Les marques — et pourquoi la plupart mentent
C'est là que les propriétaires veulent le plus de certitude, et là que le Satsuma y résiste le plus.
| Indice sous la base | Ce qu'il vous apprend réellement |
|---|---|
| Blason Shimazu (croix dans un cercle) | Presque rien. Il devint une convention commerciale estampillée sur les pièces sans égard à l'origine ni à l'âge. La couleur dans laquelle il est peint est insignifiante elle aussi. |
| Signature japonaise peinte à la main | Un bon signe d'une pièce d'art ; un nom de faiseur plus « Satsuma ». Recoupez le nom avec les faiseurs connus. |
| Marque estampillée ou imprimée | Un signe de production tardive et de masse plutôt que d'un atelier à la main. |
| Lettres anglaises (« Royal Satsuma », « Hand-Painted ») | Moderne. Les marchands notent que le vrai vieux Satsuma ne porte pas d'anglais ; de telles pièces sont typiquement de la faïence de masse de la fin du XXe siècle (souvent ~30–40 €). |
| « Nippon » | Environ 1891–1921. La loi américaine (le tarif McKinley, 1891) exigeait que les importations soient marquées en anglais de leur pays d'origine ; « Nippon » fut utilisé jusqu'en 1921. |
| « Japan » / « Made in Japan » | Après 1921, quand les douanes américaines statuèrent que « Nippon » n'était pas de l'anglais. |
Deux mises en garde vous gardent honnête. Premièrement, une base sans marque ne veut pas dire ancienne : la terre cuite artisanale comme le Satsuma échappait souvent à la loi de marquage, si bien que l'absence de marque prouve peu de chose. Deuxièmement, la règle empirique de Jahn — que les céramiques japonaises « n'étaient généralement ni signées ni estampillées, sauf faites pour l'exportation », ce qui pointe en soi vers l'ère Meiji — signifie qu'une signature est un indice sur le but et l'époque, non une garantie de valeur.

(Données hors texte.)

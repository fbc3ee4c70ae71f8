#[macro_use]
extern crate rust_i18n;

pub mod cli;
pub mod components;
pub mod config;
pub mod error;
pub mod startup;
pub mod utils;

// Initialize i18n
i18n!("locales", fallback = "ja");
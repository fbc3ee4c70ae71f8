// Agenda selection and formatting
pub mod agenda;
// Calendar API access and OAuth
pub mod google_calendar;

pub use agenda::{build_agenda, compute_window, fetch_agenda, Agenda, DisplayWindow, Locale};
pub use google_calendar::{CalendarEvent, EventQuery, EventSource};
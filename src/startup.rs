use crate::cli::Cli;
use crate::components::agenda::{compute_window, fetch_agenda, Agenda};
use crate::components::google_calendar::{load_credentials, GoogleCalendarClient, TokenManager};
use crate::config::Config;
use crate::error::{config_error, AgendaResult, Error};
use crate::utils::time::parse_target_date;
use chrono::{Local, TimeZone, Utc};
use chrono_tz::Tz;
use tracing::{error, info};
use tracing_subscriber::{EnvFilter, FmtSubscriber};

/// Initialize logging with environment-based configuration.
///
/// Logs go to stderr so that stdout only carries the agenda.
pub fn init_logging() -> miette::Result<()> {
    let subscriber = FmtSubscriber::builder()
        .with_env_filter(
            EnvFilter::try_from_default_env().unwrap_or_else(|_| EnvFilter::new("warn")),
        )
        .with_writer(std::io::stderr)
        .finish();

    tracing::subscriber::set_global_default(subscriber)
        .map_err(|e| Error::Other(format!("Failed to set up logging: {}", e)))?;

    Ok(())
}

/// Load the config file and environment, then apply command line overrides
pub fn load_config(cli: &Cli) -> miette::Result<Config> {
    match Config::load(cli.config.as_deref()) {
        Ok(config) => Ok(apply_overrides(config, cli)),
        Err(e) => {
            error!("Failed to load configuration: {:?}", e);
            Err(e.into())
        }
    }
}

/// Command line flags win over the config file and environment
pub fn apply_overrides(mut config: Config, cli: &Cli) -> Config {
    if let Some(locale) = cli.locale {
        config.locale = locale;
    }
    if let Some(timezone) = &cli.timezone {
        config.timezone = Some(timezone.clone());
    }
    if let Some(calendar) = &cli.calendar {
        config.calendar_id = calendar.clone();
    }
    config
}

/// Parse a configured zone name
pub fn parse_timezone(name: &str) -> AgendaResult<Tz> {
    name.parse::<Tz>()
        .map_err(|_| config_error(&format!("Invalid timezone: {}", name)))
}

/// Authenticate, fetch the target day's events and print the agenda
pub async fn run(cli: Cli, config: Config) -> miette::Result<()> {
    let result = match config.timezone.as_deref() {
        Some(name) => match parse_timezone(name) {
            Ok(tz) => run_in_zone(&tz, &cli, &config).await,
            Err(e) => Err(e),
        },
        None => run_in_zone(&Local, &cli, &config).await,
    };

    match result {
        Ok(agenda) => {
            print!("{}", agenda);
            Ok(())
        }
        Err(e) => {
            error!("{}", e);
            Err(e.into())
        }
    }
}

async fn run_in_zone<Z: TimeZone>(tz: &Z, cli: &Cli, config: &Config) -> AgendaResult<Agenda> {
    let today = Utc::now().with_timezone(tz).date_naive();
    let target_date = parse_target_date(cli.date.as_deref(), today)?;
    let window = compute_window(target_date, tz);

    let credentials = load_credentials(&config.credentials_path)?;
    let token_manager = TokenManager::new(
        credentials,
        &config.token_path,
        config.redirect_port,
        config.request_timeout(),
    )?;
    let token = token_manager.get_token().await?;

    let client = GoogleCalendarClient::new(&token.access_token, config.request_timeout())?
        .with_base_url(&config.api_base_url);

    info!("Building agenda for {}", window.target_date_label);
    fetch_agenda(&client, &config.calendar_id, &window, config.locale).await
}
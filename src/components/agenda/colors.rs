use super::Locale;

/// Display names for one Calendar event color id
#[derive(Debug, Clone, Copy, PartialEq, Eq)]
pub struct ColorEntry {
    pub id: &'static str,
    pub ja: &'static str,
    pub en: &'static str,
}

impl ColorEntry {
    const fn new(id: &'static str, ja: &'static str, en: &'static str) -> Self {
        Self { id, ja, en }
    }

    pub fn name(&self, locale: Locale) -> &'static str {
        match locale {
            Locale::Ja => self.ja,
            Locale::En => self.en,
        }
    }
}

/// Label for events without a color id or with an unknown one
pub const DEFAULT_COLOR: ColorEntry = ColorEntry::new("", "デフォルト", "Default");

/// Event color ids 1-11 of the Calendar API
pub static COLOR_CATALOG: &[ColorEntry] = &[
    ColorEntry::new("1", "薄紫", "Lavender"),
    ColorEntry::new("2", "緑", "Sage"),
    ColorEntry::new("3", "紫", "Grape"),
    ColorEntry::new("4", "赤", "Flamingo"),
    ColorEntry::new("5", "黄", "Banana"),
    ColorEntry::new("6", "オレンジ", "Tangerine"),
    ColorEntry::new("7", "水色", "Peacock"),
    ColorEntry::new("8", "グレー", "Graphite"),
    ColorEntry::new("9", "青紫", "Blueberry"),
    ColorEntry::new("10", "緑", "Basil"),
    ColorEntry::new("11", "赤", "Tomato"),
];

/// Look up a color entry, falling back to [`DEFAULT_COLOR`]
pub fn lookup_color(color_id: Option<&str>) -> &'static ColorEntry {
    color_id
        .filter(|id| !id.is_empty())
        .and_then(|id| COLOR_CATALOG.iter().find(|entry| entry.id == id))
        .unwrap_or(&DEFAULT_COLOR)
}

/// Human readable color name for an event color id
pub fn color_name(color_id: Option<&str>, locale: Locale) -> &'static str {
    lookup_color(color_id).name(locale)
}
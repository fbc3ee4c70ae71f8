use miette::{Diagnostic, Result};
use thiserror::Error;

/// Main error type for the application
#[derive(Debug, Error, Diagnostic)]
pub enum Error {
    #[error("Invalid date format. Please use YYYY-MM-DD format: {0}")]
    #[diagnostic(code(gcal_agenda::invalid_date))]
    InvalidDate(String),

    #[error("Configuration error: {0}")]
    #[diagnostic(code(gcal_agenda::config))]
    Config(String),

    #[error("Credentials error: {0}")]
    #[diagnostic(
        code(gcal_agenda::credentials),
        help("Download an OAuth client secret for a desktop app from the Google Cloud console")
    )]
    Credentials(String),

    #[error("Authorization error: {0}")]
    #[diagnostic(code(gcal_agenda::auth))]
    Auth(String),

    #[error("Unable to retrieve events: {0}")]
    #[diagnostic(code(gcal_agenda::retrieval))]
    Retrieval(String),

    #[error("HTTP error: {0}")]
    #[diagnostic(code(gcal_agenda::http))]
    Http(#[from] reqwest::Error),

    #[error(transparent)]
    #[diagnostic(code(gcal_agenda::io))]
    Io(#[from] std::io::Error),

    #[error("Serialization error: {0}")]
    #[diagnostic(code(gcal_agenda::serialization))]
    Serialization(String),

    #[error("Other error: {0}")]
    #[diagnostic(code(gcal_agenda::other))]
    Other(String),
}

impl From<serde_json::Error> for Error {
    fn from(err: serde_json::Error) -> Self {
        Error::Serialization(err.to_string())
    }
}

// TOML only shows up when reading the optional config file
impl From<toml::de::Error> for Error {
    fn from(err: toml::de::Error) -> Self {
        Error::Config(err.to_string())
    }
}

/// Type alias for Result with our Error type
pub type AgendaResult<T> = Result<T, Error>;

/// Helper to create configuration errors
pub fn config_error(message: &str) -> Error {
    Error::Config(message.to_string())
}

/// Helper to create credential file errors
pub fn credentials_error(message: &str) -> Error {
    Error::Credentials(message.to_string())
}

/// Helper to create authorization errors
pub fn auth_error(message: &str) -> Error {
    Error::Auth(message.to_string())
}

/// Helper to create event retrieval errors
pub fn retrieval_error(message: &str) -> Error {
    Error::Retrieval(message.to_string())
}

/// Helper to create other errors
pub fn other_error(message: &str) -> Error {
    Error::Other(message.to_string())
}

Comme note de texture, un tressaillage fin et régulier tend à accompagner un meilleur travail Meiji-Taishō, tandis qu'un tressaillage grossier et grisâtre suggère quelque chose de plus tardif ou de moins cher.
Ainsi, la prochaine fois que vous rencontrerez un vase ivoire doré étiqueté « Satsuma », vous saurez lire au-delà de l'étiquette. Tapotez-le : terre cuite, non porcelaine. Doutez du blason, méfiez-vous de l'anglais, et traitez « Nippon » et « Japan » comme des tampons de date plutôt que des pedigrees. Rien de tout cela n'expertise la pièce — cela demande encore un œil averti — mais cela vous dit ce que vous tenez, à peu près quand et pour qui elle a été faite, et transforme une vague conjecture en une vraie question digne d'être posée. Pour situer le Satsuma parmi les autres fours du Japon, voyez le guide régional.